→ What you are asked to do:
Every line below that mentions the word "bail" should be copied out.

→ Stored data:
# # #
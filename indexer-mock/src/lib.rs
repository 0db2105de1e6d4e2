//! Indexer Mock Server Library
//!
//! This crate provides both a standalone binary and library components
//! for mocking the ledger indexer API on top of an in-memory ledger.

pub mod handlers;
pub mod server;
pub mod state;
pub mod types;

// Re-export commonly used types
pub use server::{create_router, run_server, MockServer};
pub use state::{LedgerError, MockLedger, ScriptLookup, MOCK_TIP_HEIGHT};
pub use types::*;
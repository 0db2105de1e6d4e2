//! keyshard-cli: command-line front end for the transfer engine
//!
//! Indexer settings come from the environment (`INDEXER_*`, optionally via a
//! `.env` file). The signing key is read from `SOURCE_KEY` and never accepted
//! as an argument, so it stays out of shell history and process listings.

use std::env;
use std::time::Duration;

use anyhow::{bail, Context, Result};
use clap::{Args, Parser, Subcommand};
use keyshard_transfer::{
    coins_to_base_units, estimate_fee, format_coins, BalanceAggregator, BalancePoller, FeeRate,
    FeeSpeed, IndexerClient, IndexerConfig, KeyManager, Network, Secp256k1KeyManager, SourceKey,
    TransferMode, TransferOrchestrator, TransferRequest, DEFAULT_POLL_INTERVAL,
    FEE_MODEL_OUTPUT_COUNT,
};

const SOURCE_KEY_VAR: &str = "SOURCE_KEY";

/// Threshold-key transfer client for P2PKH addresses.
#[derive(Parser)]
#[command(name = "keyshard-cli")]
#[command(version, about = "Build, sign and broadcast transfers through a public indexer")]
struct Cli {
    /// Network (main or test). Defaults to INDEXER_NETWORK.
    #[arg(short, long, global = true)]
    network: Option<Network>,

    /// Indexer API root. Defaults to INDEXER_URL.
    #[arg(long, global = true)]
    indexer_url: Option<String>,

    #[command(subcommand)]
    command: Commands,
}

#[derive(Subcommand)]
enum Commands {
    /// Show the address and public key for SOURCE_KEY.
    Address,
    /// Query an address balance.
    Balance(AddressArgs),
    /// Poll an address balance until interrupted.
    Watch(WatchArgs),
    /// List fee presets and what they cost.
    Fees(FeesArgs),
    /// Predict fee and send amount without signing.
    Quote(QuoteArgs),
    /// Sign with SOURCE_KEY and broadcast a transfer.
    Transfer(TransferArgs),
}

#[derive(Args)]
struct AddressArgs {
    /// Address to query (default: the SOURCE_KEY address).
    #[arg(short, long)]
    address: Option<String>,
}

#[derive(Args)]
struct WatchArgs {
    #[command(flatten)]
    target: AddressArgs,

    /// Seconds between refreshes.
    #[arg(short, long, default_value_t = DEFAULT_POLL_INTERVAL.as_secs())]
    interval: u64,
}

#[derive(Args)]
struct FeesArgs {
    /// Number of inputs to price.
    #[arg(short, long, default_value_t = 1)]
    inputs: usize,
}

#[derive(Args)]
struct AmountArgs {
    /// Amount to send in coins (e.g., 0.0003).
    #[arg(long, conflicts_with = "sweep")]
    amount: Option<f64>,

    /// Send the whole balance minus the fee.
    #[arg(long)]
    sweep: bool,

    /// Fee preset (slow, normal, fast).
    #[arg(short, long, conflicts_with = "fee_rate")]
    speed: Option<FeeSpeed>,

    /// Custom fee rate in base units per byte.
    #[arg(long)]
    fee_rate: Option<f64>,
}

impl AmountArgs {
    fn mode(&self) -> Result<TransferMode> {
        let amount = self.amount.map(coins_to_base_units);
        Ok(TransferMode::from_parts(amount, self.sweep)?)
    }

    fn fee_rate(&self) -> Result<FeeRate> {
        match (self.speed, self.fee_rate) {
            (_, Some(rate)) => Ok(FeeRate::new(rate)?),
            (Some(speed), None) => Ok(speed.rate()),
            (None, None) => Ok(FeeRate::DEFAULT),
        }
    }
}

#[derive(Args)]
struct QuoteArgs {
    #[command(flatten)]
    target: AddressArgs,

    #[command(flatten)]
    amount: AmountArgs,
}

#[derive(Args)]
struct TransferArgs {
    /// Recipient address.
    #[arg(short, long)]
    to: String,

    #[command(flatten)]
    amount: AmountArgs,
}

#[tokio::main]
async fn main() -> Result<()> {
    dotenv::dotenv().ok();
    env_logger::Builder::from_env(env_logger::Env::default().default_filter_or("warn")).init();

    let cli = Cli::parse();

    let mut config = IndexerConfig::from_env();
    if let Some(network) = cli.network {
        config = config.with_network(network);
    }
    if let Some(url) = &cli.indexer_url {
        config = config.with_base_url(url.clone());
    }

    match cli.command {
        Commands::Address => show_address(&config),
        Commands::Balance(args) => show_balance(&config, args).await,
        Commands::Watch(args) => watch_balance(&config, args).await,
        Commands::Fees(args) => show_fees(args),
        Commands::Quote(args) => show_quote(&config, args).await,
        Commands::Transfer(args) => run_transfer(&config, args).await,
    }
}

fn key_manager() -> Secp256k1KeyManager {
    Secp256k1KeyManager::with_rng(&mut bitcoin::secp256k1::rand::thread_rng())
}

fn load_source_key(network: Network) -> Result<SourceKey> {
    let secret = env::var(SOURCE_KEY_VAR)
        .with_context(|| format!("{} environment variable not set", SOURCE_KEY_VAR))?;
    Ok(SourceKey::parse(&secret, network)?)
}

/// Explicit address, or the one derived from SOURCE_KEY
fn resolve_address(config: &IndexerConfig, args: &AddressArgs) -> Result<String> {
    match &args.address {
        Some(address) => Ok(address.trim().to_string()),
        None => {
            let key = load_source_key(config.network)?;
            Ok(key_manager().derive_address(&key, config.network)?)
        }
    }
}

fn show_address(config: &IndexerConfig) -> Result<()> {
    let key = load_source_key(config.network)?;
    let keys = key_manager();
    let address = keys.derive_address(&key, config.network)?;

    println!("Address:    {}", address);
    println!("Public key: {}", keys.derive_public_key(&key)?);
    println!("Explorer:   {}", config.network.address_explorer_url(&address));
    Ok(())
}

async fn show_balance(config: &IndexerConfig, args: AddressArgs) -> Result<()> {
    let address = resolve_address(config, &args)?;
    let balances = BalanceAggregator::new(IndexerClient::new(config)?);
    let snapshot = balances.fetch_balance(config.network, &address).await?;

    println!("Address:     {}", snapshot.address);
    println!("Confirmed:   {}", format_coins(snapshot.confirmed_base_units));
    println!("Unconfirmed: {} base units", snapshot.unconfirmed_base_units);
    println!("Total:       {}", format_coins(snapshot.total_base_units));
    Ok(())
}

async fn watch_balance(config: &IndexerConfig, args: WatchArgs) -> Result<()> {
    if args.interval == 0 {
        bail!("Interval must be at least one second");
    }
    let address = resolve_address(config, &args.target)?;
    let balances = BalanceAggregator::new(IndexerClient::new(config)?);

    println!("Watching {} every {}s (Ctrl-C to stop)", address, args.interval);
    let handle = BalancePoller::start(
        balances,
        config.network,
        address,
        Duration::from_secs(args.interval),
        |refreshed| match refreshed {
            Ok(snapshot) => println!(
                "[{}] total {} (unconfirmed {})",
                snapshot.fetched_at.format("%H:%M:%S"),
                format_coins(snapshot.total_base_units),
                snapshot.unconfirmed_base_units
            ),
            Err(e) => eprintln!("refresh failed: {}", e),
        },
    );

    tokio::signal::ctrl_c()
        .await
        .context("Failed to listen for Ctrl-C")?;
    handle.stop().await;
    Ok(())
}

fn show_fees(args: FeesArgs) -> Result<()> {
    if args.inputs == 0 {
        bail!("At least one input is required");
    }
    for speed in FeeSpeed::ALL {
        let fee = estimate_fee(args.inputs, FEE_MODEL_OUTPUT_COUNT, speed.rate());
        println!(
            "{:<7} {:>4} base units/byte  fee {} base units",
            speed.name(),
            speed.rate().per_byte(),
            fee
        );
    }
    Ok(())
}

async fn show_quote(config: &IndexerConfig, args: QuoteArgs) -> Result<()> {
    let address = resolve_address(config, &args.target)?;
    let orchestrator = TransferOrchestrator::new(config, key_manager())?;
    let quote = orchestrator
        .quote(
            config.network,
            &address,
            args.amount.mode()?,
            args.amount.fee_rate()?,
        )
        .await?;

    println!("{}", serde_json::to_string_pretty(&quote)?);
    Ok(())
}

async fn run_transfer(config: &IndexerConfig, args: TransferArgs) -> Result<()> {
    let mode = args.amount.mode()?;
    let fee_rate = args.amount.fee_rate()?;
    let orchestrator = TransferOrchestrator::new(config, key_manager())?;

    let result = orchestrator
        .transfer(TransferRequest {
            source_key: load_source_key(config.network)?,
            destination: args.to,
            mode,
            network: config.network,
            fee_rate,
        })
        .await
        .context("Transfer failed")?;

    println!("Transaction ID: {}", result.txid);
    println!("Sent:           {}", format_coins(result.total_sent));
    println!("Fee:            {} base units", result.fee);
    println!("Explorer:       {}", config.network.tx_explorer_url(&result.txid));
    Ok(())
}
# # #
→ Result of the task:
use anyhow::{bail, Context, Result};
        bail!("Interval must be at least one second");
        bail!("At least one input is required");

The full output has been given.